Systemic isotretinoin therapy normalizes exaggerated TLR-2-mediated innate immune responses in acne patients

Abstract

Retinoids are used in the treatment of inflammatory skin diseases and malignancies, but studies characterizing the in vivo actions of these drugs in humans are lacking. Isotretinoin is a pro-drug for all-trans retinoic acid, which can induce long-term remissions of acne; however, its complete mechanism of action is unknown. We hypothesized that isotretinoin induces remission of acne by normalizing the innate immune response to the commensal bacterium Propionibacterium acnes. Compared with normal subjects, peripheral blood monocytes from acne patients expressed significantly higher levels of Toll-like receptor 2 (TLR-2) and exhibited significantly greater induction of TLR-2 expression following P. acnes stimulation. Treatment of patients with isotretinoin significantly decreased monocyte TLR-2 expression and subsequent inflammatory cytokine response to P. acnes after 1 week of therapy. This effect was sustained 6 months following cessation of therapy, indicating that TLR-2 modulation may be involved in the durable therapeutic response to isotretinoin. This study demonstrates that isotretinoin exerts immunomodulatory effects in patients and sheds light on a potential mechanism for its long-term effects on acne. The modulation of TLR-2 expression on monocytes has important implications in other inflammatory disorders characterized by TLR-2 dysregulation.

Figure 1. Isotretinoin therapy down-regulates surface expression of TLR-2 on patients’ monocytes in vivo

Peripheral blood was taken from normal volunteers (Vols; n = 23) and acne patients at baseline and 1, 4, 8, and 20 weeks of isotretinoin therapy and six months after cessation of therapy (n = 25, 19, 19, 17, 10, and 8, respectively). Isolated monocytes were treated with P. acnes sonicate or no antigen (unstimulated) and analyzed by flow cytometry. A) Dot plots of monocytes from one representative patient are shown. B) Displayed is the mean MFI ± SEM of TLR2 expression for patients at baseline versus volunteers (top) as well as patients’ TLR-2 levels over the course of isotretinoin therapy (bottom). *P<0.05, **P<0.01, and ***P<0.001.
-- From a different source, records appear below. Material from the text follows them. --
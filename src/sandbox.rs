//! Transaction-local buffer of speculative writes.
//!
//! The sandbox maps each touched participant to its speculative value and
//! keeps every entry on an intrusive chain ordered so that descendants
//! come before their ancestors. Inserting an object first inserts its
//! whole parent chain; objects pulled in only for ordering are marked
//! automatic and skipped by the commit walk. The chain order is what makes
//! the commit protocol correct: children stage, publish and tear down
//! before the managers that own them.

use std::any::Any;
use std::sync::atomic::{fence, Ordering};
use std::sync::Arc;

use rustc_hash::FxHashMap;
use tracing::debug;

use crate::epoch::{Engine, Epoch};
use crate::object::{LocalValue, Participant, Token};

/// Identity key of a participant: the address of its shared state.
#[derive(Clone, Copy, PartialEq, Eq, Hash, Debug)]
pub(crate) struct ObjKey(usize);

impl ObjKey {
    pub fn of(obj: &Arc<dyn Participant>) -> Self {
        ObjKey(Arc::as_ptr(obj) as *const () as usize)
    }

    /// Same identity, computed without building a trait-object Arc first.
    pub fn of_sized<T>(obj: &Arc<T>) -> Self {
        ObjKey(Arc::as_ptr(obj) as *const () as usize)
    }

    /// Identity of an object already behind its Arc; `Arc::as_ptr` and a
    /// reference to the pointee agree on the address.
    pub fn of_obj<T>(obj: &T) -> Self {
        ObjKey(obj as *const T as *const () as usize)
    }
}

/// What the sandbox holds for one participant.
pub(crate) enum LocalSlot {
    /// Inserted only to keep the parent chain complete.
    Automatic,
    /// Speculative value owned by the sandbox.
    Value(LocalValue),
    /// The object is removed in this transaction.
    Removed,
}

impl LocalSlot {
    /// The staged value as the commit walk passes it: `None` both for a
    /// removal and (unreachably) for automatic entries.
    fn staged(&self) -> Option<&(dyn Any + Send)> {
        match self {
            LocalSlot::Value(v) => Some(&**v),
            _ => None,
        }
    }

    fn is_automatic(&self) -> bool {
        matches!(self, LocalSlot::Automatic)
    }
}

struct SandboxEntry {
    obj: Arc<dyn Participant>,
    slot: LocalSlot,
    prev: Option<ObjKey>,
    next: Option<ObjKey>,
}

/// Per-transaction ordered map of object → speculative value.
#[derive(Default)]
pub(crate) struct Sandbox {
    entries: FxHashMap<ObjKey, SandboxEntry>,
    head: Option<ObjKey>,
    tail: Option<ObjKey>,
}

impl Sandbox {
    pub fn is_empty(&self) -> bool {
        self.entries.is_empty()
    }

    pub fn len(&self) -> usize {
        self.entries.len()
    }

    #[cfg(test)]
    fn num_automatic(&self) -> usize {
        self.entries
            .values()
            .filter(|e| e.slot.is_automatic())
            .count()
    }

    /// Inserts `obj` (and, first, its whole parent chain), splicing it
    /// into the traversal chain directly before its parent, or at the tail
    /// when it has none. Existing entries are returned as-is.
    pub fn insert(&mut self, obj: &Arc<dyn Participant>) -> ObjKey {
        let key = ObjKey::of(obj);
        if self.entries.contains_key(&key) {
            return key;
        }

        let parent = obj.parent();
        let parent_key = parent.as_ref().map(|p| self.insert(p));

        let prev = match parent_key {
            Some(pk) => {
                let parent_entry = self.entries.get_mut(&pk).expect("parent just inserted");
                let prev = parent_entry.prev;
                parent_entry.prev = Some(key);
                prev
            }
            None => {
                let prev = self.tail;
                self.tail = Some(key);
                prev
            }
        };
        match prev {
            Some(pv) => {
                self.entries.get_mut(&pv).expect("chain member").next = Some(key);
            }
            None => self.head = Some(key),
        }

        self.entries.insert(
            key,
            SandboxEntry {
                obj: obj.clone(),
                slot: LocalSlot::Automatic,
                prev,
                next: parent_key,
            },
        );
        key
    }

    /// Sets the speculative value for `obj` (`None` marks a removal) and
    /// returns the slot it replaced.
    pub fn set_local_value(
        &mut self,
        obj: &Arc<dyn Participant>,
        value: Option<LocalValue>,
    ) -> LocalSlot {
        let key = self.insert(obj);
        let entry = self.entries.get_mut(&key).expect("entry just inserted");
        let slot = match value {
            Some(v) => LocalSlot::Value(v),
            None => LocalSlot::Removed,
        };
        std::mem::replace(&mut entry.slot, slot)
    }

    /// The slot currently held for `obj`, if any.
    pub fn slot(&self, key: ObjKey) -> Option<&LocalSlot> {
        self.entries.get(&key).map(|e| &e.slot)
    }

    /// Mutable downcast access to a staged value.
    pub fn value_mut<T: 'static>(&mut self, key: ObjKey) -> Option<&mut T> {
        match self.entries.get_mut(&key) {
            Some(SandboxEntry {
                slot: LocalSlot::Value(v),
                ..
            }) => v.downcast_mut::<T>(),
            _ => None,
        }
    }

    /// Shared downcast access to a staged value.
    pub fn value_ref<T: 'static>(&self, key: ObjKey) -> Option<&T> {
        match self.entries.get(&key) {
            Some(SandboxEntry {
                slot: LocalSlot::Value(v),
                ..
            }) => v.downcast_ref::<T>(),
            _ => None,
        }
    }

    /// Commits the buffered writes. Returns the new epoch, or `None` when
    /// the transaction lost the race; either way the sandbox is empty
    /// afterwards.
    pub fn commit(&mut self, engine: &Engine, old_epoch: Epoch) -> Option<Epoch> {
        if self.is_empty() {
            // Nothing staged; a read-only transaction does not move the
            // clock.
            return Some(engine.current_epoch());
        }

        // Pre-flight outside the commit lock. A conflict seen here cannot
        // un-happen, so the transaction aborts without serializing.
        let guess = engine.current_epoch() + 1;
        let mut cur = self.head;
        while let Some(key) = cur {
            let entry = &self.entries[&key];
            if !entry.slot.is_automatic()
                && !entry.obj.check(old_epoch, guess, entry.slot.staged())
            {
                debug!(old_epoch, "commit pre-flight found a conflict");
                self.clear();
                return None;
            }
            cur = entry.next;
        }

        let guard = engine.commit_lock();
        let new_epoch = engine.current_epoch() + 1;

        let mut tokens: Vec<Token> = Vec::with_capacity(self.entries.len());
        let mut failed = None;
        let mut cur = self.head;
        while let Some(key) = cur {
            let entry = &self.entries[&key];
            if !entry.slot.is_automatic() {
                match entry.obj.setup(old_epoch, new_epoch, entry.slot.staged()) {
                    Some(token) => tokens.push(token),
                    None => {
                        failed = Some(key);
                        break;
                    }
                }
            }
            cur = entry.next;
        }

        let committed = failed.is_none();
        if committed {
            // Publish the epoch before finalizing anything: a transaction
            // beginning now must already observe the staged tables, and
            // must never race the cleanups the commit walk registers.
            engine.set_current_epoch(new_epoch);
            fence(Ordering::SeqCst);

            let mut tokens = tokens.into_iter();
            let mut cur = self.head;
            while let Some(key) = cur {
                let entry = &self.entries[&key];
                if !entry.slot.is_automatic() {
                    let token = tokens.next().expect("one token per staged object");
                    entry.obj.clone().commit(new_epoch, token);
                }
                cur = entry.next;
            }
        } else {
            // Undo the objects that had already staged, in chain order,
            // stopping before the one that failed.
            let mut tokens = tokens.into_iter();
            let mut cur = self.head;
            while let Some(key) = cur {
                if Some(key) == failed {
                    break;
                }
                let entry = &self.entries[&key];
                if !entry.slot.is_automatic() {
                    let token = tokens.next().expect("one token per staged object");
                    entry.obj.rollback(new_epoch, entry.slot.staged(), token);
                }
                cur = entry.next;
            }
        }

        drop(guard);
        self.clear();
        if committed {
            Some(new_epoch)
        } else {
            None
        }
    }

    /// Destroys every speculative value in chain order (descendants before
    /// ancestors) and empties the sandbox.
    pub fn clear(&mut self) {
        let mut cur = self.head;
        while let Some(key) = cur {
            let entry = self.entries.remove(&key).expect("chain member");
            if let LocalSlot::Value(value) = entry.slot {
                entry.obj.destroy_local_value(value);
            }
            cur = entry.next;
        }
        debug_assert!(self.entries.is_empty(), "sandbox chain was disconnected");
        self.entries.clear();
        self.head = None;
        self.tail = None;
    }
}

impl Drop for Sandbox {
    fn drop(&mut self) {
        self.clear();
    }
}
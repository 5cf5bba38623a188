#![allow(unsafe_code)]

//! File-backed arena: an aligned byte allocator over one memory mapping.
//!
//! The first 64 bytes of the file are the superblock. It carries the
//! format identity (checksummed on open), the `Root` slot the store's
//! directory hangs off, and the allocator state: a bump watermark plus an
//! intrusive first-fit free list threaded through the freed blocks
//! themselves. Every block is a multiple of 16 bytes, so a freed block
//! always has room for its `{len, next}` header and every offset the
//! allocator hands out is 16-byte aligned.
//!
//! All access goes through a single mutex; allocation only happens on the
//! commit path and on lazy reconstitution, neither of which is hot enough
//! to warrant anything finer.

use std::fs::OpenOptions;
use std::ops::Range;
use std::path::Path;

use memmap2::MmapMut;
use parking_lot::Mutex;
use tracing::{info, warn};

use crate::error::{Result, UmbralError};

const MAGIC: &[u8; 8] = b"UMBRAL01";

const SB_MAGIC: Range<usize> = 0..8;
const SB_FORMAT_VERSION: Range<usize> = 8..16;
const SB_TOTAL: Range<usize> = 16..24;
const SB_CRC: Range<usize> = 24..28;
const SB_ROOT: Range<usize> = 32..40;
const SB_FREE_HEAD: Range<usize> = 40..48;
const SB_BRK: Range<usize> = 48..56;
const SB_FREE_BYTES: Range<usize> = 56..64;

/// Bytes reserved for the superblock at the start of the mapping.
const SUPERBLOCK_LEN: u64 = 64;

/// On-disk format version this build reads and writes.
const FORMAT_VERSION: u64 = 0;

/// Allocation granule and the strongest alignment the arena guarantees.
const BLOCK_ALIGN: u64 = 16;

fn round_block(bytes: u64) -> u64 {
    (bytes.max(1) + (BLOCK_ALIGN - 1)) & !(BLOCK_ALIGN - 1)
}

struct ArenaState {
    map: MmapMut,
    total: u64,
}

impl ArenaState {
    fn u64_at(&self, offset: u64) -> u64 {
        let o = offset as usize;
        u64::from_le_bytes(self.map[o..o + 8].try_into().expect("in-bounds read"))
    }

    fn set_u64_at(&mut self, offset: u64, value: u64) {
        let o = offset as usize;
        self.map[o..o + 8].copy_from_slice(&value.to_le_bytes());
    }

    fn field(&self, range: Range<usize>) -> u64 {
        self.u64_at(range.start as u64)
    }

    fn set_field(&mut self, range: Range<usize>, value: u64) {
        self.set_u64_at(range.start as u64, value);
    }

    fn check_span(&self, offset: u64, len: u64) -> Result<()> {
        if offset < SUPERBLOCK_LEN || offset.checked_add(len).is_none() || offset + len > self.total
        {
            return Err(UmbralError::InvalidArgument(format!(
                "span [{offset}, {offset}+{len}) escapes the arena"
            )));
        }
        Ok(())
    }
}

/// Aligned byte allocator over a single memory-mapped file, plus the named
/// `Root` slot the store bootstraps from.
///
/// Offsets are stable across process restarts; pointer↔offset translation
/// is implicit in the read/write API, which never exposes raw addresses.
pub struct Arena {
    state: Mutex<ArenaState>,
}

impl Arena {
    /// Creates a new arena file of exactly `size` bytes. Fails if the file
    /// already exists.
    pub fn create(path: &Path, size: u64) -> Result<Arena> {
        if size < SUPERBLOCK_LEN + BLOCK_ALIGN {
            return Err(UmbralError::InvalidArgument(format!(
                "arena of {size} bytes cannot hold the superblock"
            )));
        }
        let file = OpenOptions::new()
            .read(true)
            .write(true)
            .create_new(true)
            .open(path)?;
        file.set_len(size)?;
        // Safety: the mapping is private to this process for the lifetime
        // of the arena; all mutation goes through the state mutex.
        let map = unsafe { MmapMut::map_mut(&file)? };
        let mut state = ArenaState { map, total: size };
        state.map[SB_MAGIC].copy_from_slice(MAGIC);
        state.set_field(SB_FORMAT_VERSION, FORMAT_VERSION);
        state.set_field(SB_TOTAL, size);
        let crc = crc32fast::hash(&state.map[SB_MAGIC.start..SB_TOTAL.end]);
        state.map[SB_CRC].copy_from_slice(&crc.to_le_bytes());
        state.set_field(SB_ROOT, 0);
        state.set_field(SB_FREE_HEAD, 0);
        state.set_field(SB_BRK, SUPERBLOCK_LEN);
        state.set_field(SB_FREE_BYTES, size - SUPERBLOCK_LEN);
        info!(path = %path.display(), size, "created arena");
        Ok(Arena {
            state: Mutex::new(state),
        })
    }

    /// Maps an existing arena file, validating its superblock.
    pub fn open(path: &Path) -> Result<Arena> {
        let file = OpenOptions::new().read(true).write(true).open(path)?;
        let len = file.metadata()?.len();
        if len < SUPERBLOCK_LEN {
            return Err(UmbralError::Corruption("file too small for a superblock".into()));
        }
        // Safety: see `create`.
        let map = unsafe { MmapMut::map_mut(&file)? };
        let state = ArenaState { map, total: len };
        if &state.map[SB_MAGIC] != MAGIC {
            return Err(UmbralError::Corruption("bad arena magic".into()));
        }
        let version = state.field(SB_FORMAT_VERSION);
        if version != FORMAT_VERSION {
            return Err(UmbralError::UnsupportedVersion(version));
        }
        let stored = u32::from_le_bytes(state.map[SB_CRC].try_into().expect("fixed range"));
        let computed = crc32fast::hash(&state.map[SB_MAGIC.start..SB_TOTAL.end]);
        if stored != computed {
            return Err(UmbralError::Corruption("superblock checksum mismatch".into()));
        }
        if state.field(SB_TOTAL) != len {
            return Err(UmbralError::Corruption("arena size does not match file".into()));
        }
        info!(path = %path.display(), size = len, "opened arena");
        Ok(Arena {
            state: Mutex::new(state),
        })
    }

    /// Allocates `bytes` with the given alignment, first-fit from the free
    /// list, falling back to bumping the watermark.
    pub fn allocate_aligned(&self, bytes: u64, align: u64) -> Result<u64> {
        if align > BLOCK_ALIGN || !align.is_power_of_two() {
            return Err(UmbralError::InvalidArgument(format!(
                "unsupported alignment {align}"
            )));
        }
        let size = round_block(bytes);
        let mut state = self.state.lock();

        let mut prev: u64 = 0;
        let mut cur = state.field(SB_FREE_HEAD);
        while cur != 0 {
            let len = state.u64_at(cur);
            let next = state.u64_at(cur + 8);
            if len == size || len >= size + BLOCK_ALIGN {
                let link = if len == size {
                    next
                } else {
                    // Split; the remainder keeps the list position.
                    let rest = cur + size;
                    state.set_u64_at(rest, len - size);
                    state.set_u64_at(rest + 8, next);
                    rest
                };
                if prev == 0 {
                    state.set_field(SB_FREE_HEAD, link);
                } else {
                    state.set_u64_at(prev + 8, link);
                }
                let free = state.field(SB_FREE_BYTES);
                state.set_field(SB_FREE_BYTES, free - size);
                return Ok(cur);
            }
            prev = cur;
            cur = next;
        }

        let brk = state.field(SB_BRK);
        if brk + size > state.total {
            warn!(bytes, brk, total = state.total, "arena exhausted");
            return Err(UmbralError::OutOfSpace(format!(
                "{bytes} bytes requested, {} unmapped",
                state.total - brk
            )));
        }
        state.set_field(SB_BRK, brk + size);
        let free = state.field(SB_FREE_BYTES);
        state.set_field(SB_FREE_BYTES, free - size);
        Ok(brk)
    }

    /// Returns a block previously allocated with `bytes` to the free list.
    pub fn deallocate(&self, offset: u64, bytes: u64) -> Result<()> {
        let size = round_block(bytes);
        let mut state = self.state.lock();
        state.check_span(offset, size)?;
        if offset % BLOCK_ALIGN != 0 || offset + size > state.field(SB_BRK) {
            return Err(UmbralError::InvalidArgument(format!(
                "deallocation of [{offset}, {offset}+{size}) was never allocated"
            )));
        }
        let head = state.field(SB_FREE_HEAD);
        state.set_u64_at(offset, size);
        state.set_u64_at(offset + 8, head);
        state.set_field(SB_FREE_HEAD, offset);
        let free = state.field(SB_FREE_BYTES);
        state.set_field(SB_FREE_BYTES, free + size);
        Ok(())
    }

    /// Copies `len` bytes out of the mapping.
    pub fn read(&self, offset: u64, len: usize) -> Result<Vec<u8>> {
        let state = self.state.lock();
        state.check_span(offset, len as u64)?;
        let o = offset as usize;
        Ok(state.map[o..o + len].to_vec())
    }

    /// Writes `bytes` into the mapping.
    pub fn write(&self, offset: u64, bytes: &[u8]) -> Result<()> {
        let mut state = self.state.lock();
        state.check_span(offset, bytes.len() as u64)?;
        let o = offset as usize;
        state.map[o..o + bytes.len()].copy_from_slice(bytes);
        Ok(())
    }

    /// The named `Root` slot: offset of the serialized root directory.
    pub fn root_offset(&self) -> u64 {
        self.state.lock().field(SB_ROOT)
    }

    /// Atomically repoints the `Root` slot.
    pub fn set_root_offset(&self, offset: u64) {
        self.state.lock().set_field(SB_ROOT, offset);
    }

    /// Bytes available for reuse (free list plus unbumped tail).
    pub fn free_memory(&self) -> u64 {
        self.state.lock().field(SB_FREE_BYTES)
    }

    /// Flushes the mapping to its backing file.
    pub fn flush(&self) -> Result<()> {
        self.state.lock().map.flush()?;
        Ok(())
    }
}

impl Drop for Arena {
    fn drop(&mut self) {
        if let Err(err) = self.state.lock().map.flush() {
            warn!(%err, "flush on close failed");
        }
    }
}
Figure 2. Acne patients’ monocytes express lower levels of TLR-4 compared to normal volunteers

Mean MFI ± SEM of TLR-4 is shown for patients at baseline versus volunteers (left) as well as patients’ TLR-4 levels over the course of isotretinoin therapy (right). *P<0.05, ** P<0.01, and ***P<0.001.

Figure 3. Isotretinoin therapy decreases inflammatory cytokine production by acne patients’ monocytes in response to P. acnes

Media supernatants from treated monocytes were analyzed for inflammatory cytokine concentrations using bead arrays. Basal cytokine concentrations in the serum (at 10% final concentration) were subtracted from levels found in the media supernatants to calculate the amounts produced de novo by the monocytes. Concentrations of cytokines ± SEM are displayed for unstimulated and P. acnes-treated monocytes from normal volunteers (Vols) (n = 22) and from patients at baseline (n = 25), 1 week (n = 19), 4 weeks (n = 19), 8 weeks (n = 17), and 20 weeks (n = 10) of isotretinoin therapy as well as six months after the cessation of therapy (n = 8). *P<0.05, **P<0.01, and ***P<0.001 compared with patients’ baseline. +P<0.05, ++P<0.01, and +++P<0.001 compared with normal volunteers.

Figure 4. Lymphocyte proliferative response to P.acnes is blunted in acne patients and is unaffected by isotretinoin

Lymphocytes from normal volunteers (Vols) (n = 11) and from acne patients at baseline (n = 14), 1 week (n = 13), 4 weeks (n = 11), 8 weeks (n = 10), and 20 weeks (n = 5) of isotretinoin therapy were treated with vehicle (no antigen), 1 μM P. acnes sonicate, or 1 μg/mL of each anti-CD3 and anti-CD28 antibodies for five days. For the last four hours of incubation, cells were pulsed with 1 μCi of ³H-thymidine, and samples were then analyzed by scintillation counting. Mean counts per minute (CPM) ± SEM are shown. +P<0.05 and ++P<0.01 compared with normal volunteers.

Figure 5. Acne patients have higher serum levels of IL-10 compared to normal subjects

Concentrations of cytokines in the serum of normal volunteers (Vols) (n = 13) and acne patients at baseline (n = 26), 1 week (n = 20), 4 weeks (n = 18), 8 weeks (n = 16), and 20 weeks (n = 9) of isotretinoin therapy as well as six months after the cessation of therapy (n = 8) were analyzed using bead arrays. Mean concentrations ± SEM are shown. +P<0.05 and ++P<0.01 compared with normal volunteers.